EXERCISE OBJECTIVE: Word for word, return the lines from the start of the entries below through the line that has "device references) surface".

Extracted records:
____
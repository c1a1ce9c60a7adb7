//! Error types for program construction and validation

use thiserror::Error;

/// Result type for program operations
pub type ProgramResult<T> = Result<T, ProgramError>;

/// Configuration errors found in a program
///
/// Parse-level problems (bad brightness strings, device references) surface
/// while deserializing. Structural problems are collected by
/// [`Step::validate`](crate::Step::validate) and carry the path of the
/// offending step.
#[derive(Debug, Clone, PartialEq, Error)]
pub enum ProgramError {
    #[error("invalid brightness '{0}': expected 0-254 or a signed step such as '+20'")]
    InvalidBrightness(String),

    #[error("invalid device reference '{0}'")]
    InvalidDeviceRef(String),

    #[error("loop may only use one of {modes}")]
    ConflictingLoopModes { modes: String },

    #[error("invalid deadline {field} '{value}'")]
    InvalidDeadline { field: &'static str, value: String },

    #[error("{path}: random range is inverted (min {min} > max {max})")]
    InvertedRange { path: String, min: f64, max: f64 },

    #[error("{path}: invalid time: {reason}")]
    InvalidTime { path: String, reason: String },

    #[error("{path}: invalid state: {reason}")]
    InvalidState { path: String, reason: String },

    #[error("{path}: '{kind}' requires at least one step")]
    EmptySteps { path: String, kind: &'static str },

    #[error("{path}: transition lists no devices")]
    EmptyDevices { path: String },
}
____
TASK ANSWER:
repository c1a1ce9c60a7adb7
//! Error types for program construction and validation

use thiserror::Error;

/// Result type for program operations
pub type ProgramResult<T> = Result<T, ProgramError>;

/// Configuration errors found in a program
///
/// Parse-level problems (bad brightness strings, device references) surface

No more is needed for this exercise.